Show the lines below where "derive" occurs.
───── MATERIALS PROVIDED ─────
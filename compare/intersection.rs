use crate::collection::DatasetCollection;
use crate::shared::files::compare_names;
use crate::store::GenotypeStore;
use crate::types::{MarkerRecord, MarkerView};
use ahash::AHashSet;
use log::info;
use std::collections::BTreeMap;

/// The marker ids present in every source of a collection.
#[derive(Clone, Debug, Default)]
pub struct IntersectionIndex {
    markers: AHashSet<String>,
}

impl PartialEq for IntersectionIndex {
    fn eq(&self, other: &Self) -> bool {
        *self.markers == *other.markers
    }
}

impl Eq for IntersectionIndex {}

impl IntersectionIndex {
    /// Seeds from the smallest source and folds the remaining sources in.
    pub fn compute(collection: &DatasetCollection) -> Self {
        let (smallest, _) = collection.smallest();
        let index = match collection.store(smallest) {
            Some(seed) => Self::intersect(
                seed,
                collection
                    .stores()
                    .filter(|(name, _)| *name != smallest)
                    .map(|(_, store)| store),
            ),
            None => Self::default(),
        };
        info!(
            "{} markers are shared by all {} sources",
            index.len(),
            collection.len()
        );
        index
    }

    /// Same intersection over an arbitrary sequence of stores. The result does
    /// not depend on the order of `stores`; no stores yields the empty set.
    pub fn from_stores<'a>(stores: impl IntoIterator<Item = &'a GenotypeStore>) -> Self {
        let stores: Vec<&GenotypeStore> = stores.into_iter().collect();
        let Some(seed_position) = stores
            .iter()
            .enumerate()
            .min_by_key(|(_, store)| store.len())
            .map(|(position, _)| position)
        else {
            return Self::default();
        };

        Self::intersect(
            stores[seed_position],
            stores
                .iter()
                .enumerate()
                .filter(|(position, _)| *position != seed_position)
                .map(|(_, store)| *store),
        )
    }

    fn intersect<'a>(
        seed: &'a GenotypeStore,
        rest: impl Iterator<Item = &'a GenotypeStore>,
    ) -> Self {
        let mut common: AHashSet<&str> = seed.marker_ids().collect();
        for store in rest {
            if common.is_empty() {
                break;
            }
            common.retain(|id| store.contains(id));
        }
        Self {
            markers: common.into_iter().map(str::to_string).collect(),
        }
    }

    /// Marker ids shared by exactly these two stores.
    pub fn pairwise<'a>(a: &'a GenotypeStore, b: &GenotypeStore) -> AHashSet<&'a str> {
        a.marker_ids().filter(|id| b.contains(id)).collect()
    }

    pub fn contains(&self, marker_id: &str) -> bool {
        self.markers.contains(marker_id)
    }

    pub fn len(&self) -> usize {
        self.markers.len()
    }

    pub fn is_empty(&self) -> bool {
        self.markers.is_empty()
    }

    pub fn markers(&self) -> &AHashSet<String> {
        &self.markers
    }

    pub fn sorted_markers(&self) -> Vec<&str> {
        let mut sorted: Vec<&str> = self.markers.iter().map(String::as_str).collect();
        sorted.sort_by(|a, b| compare_names(a, b));
        sorted
    }

    /// Restricts every source of `collection` to the shared markers.
    pub fn filtered_view<'a>(&self, collection: &'a DatasetCollection) -> CommonView<'a> {
        let views = collection
            .stores()
            .map(|(name, store)| {
                let view: MarkerView<'a> = store
                    .iter()
                    .filter(|(id, _)| self.markers.contains(*id))
                    .collect();
                (name, view)
            })
            .collect();
        CommonView { views }
    }
}

/// Per-source records restricted to the intersection, borrowed from the collection.
#[derive(Clone, Debug)]
pub struct CommonView<'a> {
    views: BTreeMap<&'a str, MarkerView<'a>>,
}

impl<'a> CommonView<'a> {
    pub fn get(&self, source: &str) -> Option<&MarkerView<'a>> {
        self.views.get(source)
    }

    pub fn iter(&self) -> impl Iterator<Item = (&'a str, &MarkerView<'a>)> {
        self.views.iter().map(|(name, view)| (*name, view))
    }

    pub fn source_names(&self) -> impl Iterator<Item = &'a str> + '_ {
        self.views.keys().copied()
    }

    pub fn len(&self) -> usize {
        self.views.len()
    }

    pub fn is_empty(&self) -> bool {
        self.views.is_empty()
    }

    /// The record of `marker_id` in `source`, if the marker is shared.
    pub fn record(&self, source: &str, marker_id: &str) -> Option<&'a MarkerRecord> {
        self.views
            .get(source)
            .and_then(|view| view.get(marker_id).copied())
    }
}
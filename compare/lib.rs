#![deny(unused_variables)]
#![deny(dead_code)]
#![deny(unused_imports)]
#![deny(clippy::no_effect_underscore_binding)]
pub mod cluster;
pub mod collection;
pub mod config;
pub mod export;
pub mod intersection;
pub mod progress;
pub mod query;
pub mod similarity;
pub mod store;
pub mod types;
#[path = "../shared/files.rs"]
pub mod shared_files;
pub mod shared {
    pub use super::shared_files as files;
}

pub use cluster::{ClusterError, ClusterNode, Leaf, build_phylogeny};
pub use collection::{CollectionError, DatasetCollection};
pub use intersection::{CommonView, IntersectionIndex};
pub use similarity::{Metric, SimilarityMatrix, SimilarityScore, score};
pub use store::{GenotypeStore, LoadOptions, StoreError};
pub use types::{CallLookup, MarkerRecord};
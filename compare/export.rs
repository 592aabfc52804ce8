// ========================================================================================
//
//                     EXPORT: JSON INTERCHANGE AND PER-SOURCE SQLITE TABLES
//
// ========================================================================================

use crate::collection::{CollectionError, DatasetCollection};
use crate::shared::files::table_stem;
use crate::store::GenotypeStore;
use crate::types::MarkerRecord;
use log::{info, warn};
use rusqlite::{Connection, Transaction, params};
use std::collections::BTreeMap;
use std::fs::{self, File};
use std::io::{self, BufReader, BufWriter, Read, Write};
use std::path::{Path, PathBuf};
use thiserror::Error;

/// `[chromosome, position, genotype]` as stored in the interchange document.
pub type InterchangeRecord = (String, u64, String);

/// source name -> marker id -> record.
pub type InterchangeDocument = BTreeMap<String, BTreeMap<String, InterchangeRecord>>;

#[derive(Debug, Error)]
pub enum ExportError {
    #[error("I/O error on {path}: {source}")]
    Io {
        path: PathBuf,
        #[source]
        source: io::Error,
    },
    #[error("JSON interchange error: {0}")]
    Json(#[from] serde_json::Error),
    #[error("table export error: {0}")]
    Sql(#[from] rusqlite::Error),
    #[error("sources {first} and {second} would both be exported as table {table}")]
    TableCollision {
        table: String,
        first: String,
        second: String,
    },
    #[error("interchange document holds no usable sources: {0}")]
    Collection(#[from] CollectionError),
}

fn io_error(path: &Path) -> impl FnOnce(io::Error) -> ExportError + '_ {
    move |source| ExportError::Io {
        path: path.to_path_buf(),
        source,
    }
}

pub fn to_interchange(collection: &DatasetCollection) -> InterchangeDocument {
    collection
        .stores()
        .map(|(name, store)| {
            let records = store
                .iter()
                .map(|(id, record)| {
                    (
                        id.to_string(),
                        (
                            record.chromosome.clone(),
                            record.position,
                            record.genotype.clone(),
                        ),
                    )
                })
                .collect();
            (name.to_string(), records)
        })
        .collect()
}

pub fn from_interchange(document: InterchangeDocument) -> Result<DatasetCollection, ExportError> {
    let stores = document.into_iter().map(|(name, records)| {
        GenotypeStore::from_records(
            name,
            records.into_iter().map(|(id, (chromosome, position, genotype))| {
                (id, MarkerRecord::new(chromosome, position, genotype))
            }),
        )
    });
    Ok(DatasetCollection::from_stores(stores)?)
}

pub fn write_json<W: Write>(collection: &DatasetCollection, writer: W) -> Result<(), ExportError> {
    serde_json::to_writer_pretty(writer, &to_interchange(collection))?;
    Ok(())
}

pub fn read_json<R: Read>(reader: R) -> Result<DatasetCollection, ExportError> {
    let document: InterchangeDocument = serde_json::from_reader(reader)?;
    from_interchange(document)
}

pub fn save_json(collection: &DatasetCollection, path: &Path) -> Result<(), ExportError> {
    if let Some(parent) = path.parent().filter(|p| !p.as_os_str().is_empty()) {
        fs::create_dir_all(parent).map_err(io_error(parent))?;
    }
    let file = File::create(path).map_err(io_error(path))?;
    let mut writer = BufWriter::new(file);
    write_json(collection, &mut writer)?;
    writer.flush().map_err(io_error(path))?;
    info!("Wrote {} sources to {}", collection.len(), path.display());
    Ok(())
}

pub fn load_json(path: &Path) -> Result<DatasetCollection, ExportError> {
    let file = File::open(path).map_err(io_error(path))?;
    read_json(BufReader::new(file))
}

#[derive(Clone, Debug, Default, PartialEq, Eq)]
pub struct TableExportSummary {
    pub written: Vec<String>,
    pub skipped: Vec<String>,
}

/// SQL identifier for a table name, double-quoted.
fn quote_identifier(name: &str) -> String {
    format!("\"{}\"", name.replace('"', "\"\""))
}

/// Maps every source to its table name. SQLite compares table names without
/// regard to case, so two sources whose names differ only in case collide too.
fn table_names(
    collection: &DatasetCollection,
) -> Result<Vec<(String, &GenotypeStore)>, ExportError> {
    let mut claimed: BTreeMap<String, &str> = BTreeMap::new();
    let mut tables = Vec::with_capacity(collection.len());
    for (name, store) in collection.stores() {
        let table = table_stem(Path::new(name));
        if let Some(first) = claimed.insert(table.to_lowercase(), name) {
            return Err(ExportError::TableCollision {
                table,
                first: first.to_string(),
                second: name.to_string(),
            });
        }
        tables.push((table, store));
    }
    Ok(tables)
}

fn table_exists(connection: &Connection, table: &str) -> Result<bool, rusqlite::Error> {
    let count: i64 = connection.query_row(
        "SELECT count(*) FROM sqlite_master WHERE type = 'table' AND name = ?1 COLLATE NOCASE",
        [table],
        |row| row.get(0),
    )?;
    Ok(count > 0)
}

/// Writes one table per source into the SQLite database at `database`, named
/// after the source's file name up to the first `.`. Tables that already exist
/// are left untouched. Each table is created and filled in its own transaction,
/// so a failed write leaves no table behind.
pub fn export_tables(
    collection: &DatasetCollection,
    database: &Path,
) -> Result<TableExportSummary, ExportError> {
    let tables = table_names(collection)?;
    if let Some(parent) = database.parent().filter(|p| !p.as_os_str().is_empty()) {
        fs::create_dir_all(parent).map_err(io_error(parent))?;
    }
    let mut connection = Connection::open(database)?;
    let mut summary = TableExportSummary::default();

    for (table, store) in tables {
        if table_exists(&connection, &table)? {
            warn!("Table {table} already exists. Moving on...");
            summary.skipped.push(table);
            continue;
        }

        let transaction = connection.transaction()?;
        write_table(&transaction, &table, store)?;
        transaction.commit()?;
        info!(
            "Wrote {} rows to table {table} in {}",
            store.len(),
            database.display()
        );
        summary.written.push(table);
    }

    Ok(summary)
}

fn write_table(
    transaction: &Transaction<'_>,
    table: &str,
    store: &GenotypeStore,
) -> Result<(), rusqlite::Error> {
    let quoted = quote_identifier(table);
    transaction.execute(
        &format!(
            "CREATE TABLE {quoted} (rsid TEXT PRIMARY KEY, chromosome TEXT NOT NULL, \
             position INTEGER NOT NULL, genotype TEXT NOT NULL)"
        ),
        [],
    )?;
    let mut insert = transaction.prepare(&format!(
        "INSERT INTO {quoted} (rsid, chromosome, position, genotype) VALUES (?1, ?2, ?3, ?4)"
    ))?;
    for (id, record) in store.sorted_records() {
        insert.execute(params![
            id,
            record.chromosome,
            record.position,
            record.genotype
        ])?;
    }
    Ok(())
}
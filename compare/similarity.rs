// ========================================================================================
//
//                     SIMILARITY: HOW MANY SHARED MARKERS AGREE
//
// ========================================================================================

use crate::intersection::CommonView;
use crate::shared::files::compare_names;
use crate::types::{MarkerRecord, MarkerView};
use itertools::Itertools;
use log::{debug, warn};
use serde::{Deserialize, Serialize};
use std::cmp::Ordering;
use std::collections::BTreeSet;
use std::fmt;

/// How two calls at the same marker are judged to agree.
#[derive(Clone, Copy, Debug, Default, PartialEq, Eq, Hash, Serialize, Deserialize)]
#[serde(from = "String", into = "String")]
pub enum Metric {
    /// Records are field-for-field equal.
    #[default]
    Identity,
    /// Any allele symbol of one call appears in the other call.
    HalfIdentity,
}

impl Metric {
    pub fn name(self) -> &'static str {
        match self {
            Self::Identity => "identity",
            Self::HalfIdentity => "halfidentity",
        }
    }

    /// Resolves a metric by name. Unknown names fall back to `identity`.
    pub fn from_name(name: &str) -> Self {
        match name.trim().to_ascii_lowercase().as_str() {
            "identity" => Self::Identity,
            "halfidentity" => Self::HalfIdentity,
            other => {
                warn!("Unknown similarity metric '{other}', using identity");
                Self::Identity
            }
        }
    }

    pub fn agrees(self, a: &MarkerRecord, b: &MarkerRecord) -> bool {
        match self {
            Self::Identity => a == b,
            Self::HalfIdentity => {
                a == b
                    || a
                        .genotype
                        .chars()
                        .any(|allele| b.genotype.chars().any(|other| other == allele))
            }
        }
    }
}

impl fmt::Display for Metric {
    fn fmt(&self, f: &mut fmt::Formatter<'_>) -> fmt::Result {
        f.write_str(self.name())
    }
}

impl From<String> for Metric {
    fn from(value: String) -> Self {
        Self::from_name(&value)
    }
}

impl From<Metric> for String {
    fn from(value: Metric) -> Self {
        value.name().to_string()
    }
}

/// The agreeing markers between two views and their count.
#[derive(Clone, Debug, PartialEq, Eq)]
pub struct SimilarityScore<'a> {
    pub count: usize,
    pub agreeing: BTreeSet<&'a str>,
}

/// Compares two views marker by marker. Only ids present in both views are
/// considered, even when the views come from the same intersection.
pub fn score<'a>(a: &MarkerView<'a>, b: &MarkerView<'a>, metric: Metric) -> SimilarityScore<'a> {
    let agreeing: BTreeSet<&'a str> = a
        .iter()
        .filter_map(|(id, record_a)| {
            let record_b = b.get(id)?;
            metric.agrees(record_a, record_b).then_some(*id)
        })
        .collect();

    SimilarityScore {
        count: agreeing.len(),
        agreeing,
    }
}

/// Score of one ordered pair of sources.
#[derive(Clone, Debug, PartialEq, Eq)]
pub struct PairScore {
    pub first: String,
    pub second: String,
    pub score: usize,
}

impl PairScore {
    fn name_order(&self, other: &Self) -> Ordering {
        compare_names(&self.first, &other.first)
            .then_with(|| compare_names(&self.second, &other.second))
    }
}

/// Scores of every ordered pair of distinct sources, sorted by descending
/// score with ties in natural name order.
#[derive(Clone, Debug, PartialEq, Eq)]
pub struct SimilarityMatrix {
    metric: Metric,
    pairs: Vec<PairScore>,
}

impl SimilarityMatrix {
    /// Both (a, b) and (b, a) are scored independently.
    pub fn compute(view: &CommonView<'_>, metric: Metric) -> Self {
        let mut pairs: Vec<PairScore> = view
            .iter()
            .permutations(2)
            .map(|pair| {
                let (first, view_a) = pair[0];
                let (second, view_b) = pair[1];
                let similarity = score(view_a, view_b, metric);
                debug!("{metric} score {first} vs {second}: {}", similarity.count);
                PairScore {
                    first: first.to_string(),
                    second: second.to_string(),
                    score: similarity.count,
                }
            })
            .collect();

        pairs.sort_by(|a, b| b.score.cmp(&a.score).then_with(|| a.name_order(b)));
        Self { metric, pairs }
    }

    pub fn metric(&self) -> Metric {
        self.metric
    }

    pub fn sorted_pairs(&self) -> &[PairScore] {
        &self.pairs
    }

    pub fn get(&self, first: &str, second: &str) -> Option<usize> {
        self.pairs
            .iter()
            .find(|pair| pair.first == first && pair.second == second)
            .map(|pair| pair.score)
    }

    /// The highest-scoring ordered pair, tracked as a running maximum.
    pub fn best_pair(&self) -> Option<&PairScore> {
        let mut best: Option<&PairScore> = None;
        for candidate in &self.pairs {
            best = match best {
                Some(current)
                    if candidate.score < current.score
                        || (candidate.score == current.score
                            && candidate.name_order(current) != Ordering::Less) =>
                {
                    Some(current)
                }
                _ => Some(candidate),
            };
        }
        best
    }
}
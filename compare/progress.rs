use std::fmt;

/// Stages reported while building a dataset collection.
#[derive(Clone, Copy, Debug, PartialEq, Eq, Hash)]
pub enum LoadStage {
    Parsing,
    Ranking,
}

impl LoadStage {
    pub fn describe(self) -> &'static str {
        match self {
            Self::Parsing => "call file parsing",
            Self::Ranking => "marker count ranking",
        }
    }
}

impl fmt::Display for LoadStage {
    fn fmt(&self, f: &mut fmt::Formatter<'_>) -> fmt::Result {
        f.write_str(self.describe())
    }
}

/// Observer for reporting progress while sources are loaded. Sources are parsed
/// in parallel, so callbacks may arrive from several threads at once.
pub trait LoadProgress: Sync {
    fn on_stage_start(&self, stage: LoadStage, total_sources: usize) {
        let _ = (stage, total_sources);
    }
    fn on_source_loaded(&self, source: &str, markers: usize) {
        let _ = (source, markers);
    }
    fn on_stage_finish(&self, stage: LoadStage) {
        let _ = stage;
    }
}

#[derive(Default)]
pub struct NoopLoadProgress;

impl LoadProgress for NoopLoadProgress {}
─────
TASK OUTPUT =>
#[derive(Clone, Debug, Default)]
#[derive(Clone, Debug)]
#[derive(Debug, Error)]
#[derive(Clone, Debug, Default, PartialEq, Eq)]
#[derive(Clone, Copy, Debug, Default, PartialEq, Eq, Hash, Serialize, Deserialize)]
#[derive(Clone, Debug, PartialEq, Eq)]
#[derive(Clone, Debug, PartialEq, Eq)]
#[derive(Clone, Debug, PartialEq, Eq)]
#[derive(Clone, Copy, Debug, PartialEq, Eq, Hash)]
#[derive(Default)]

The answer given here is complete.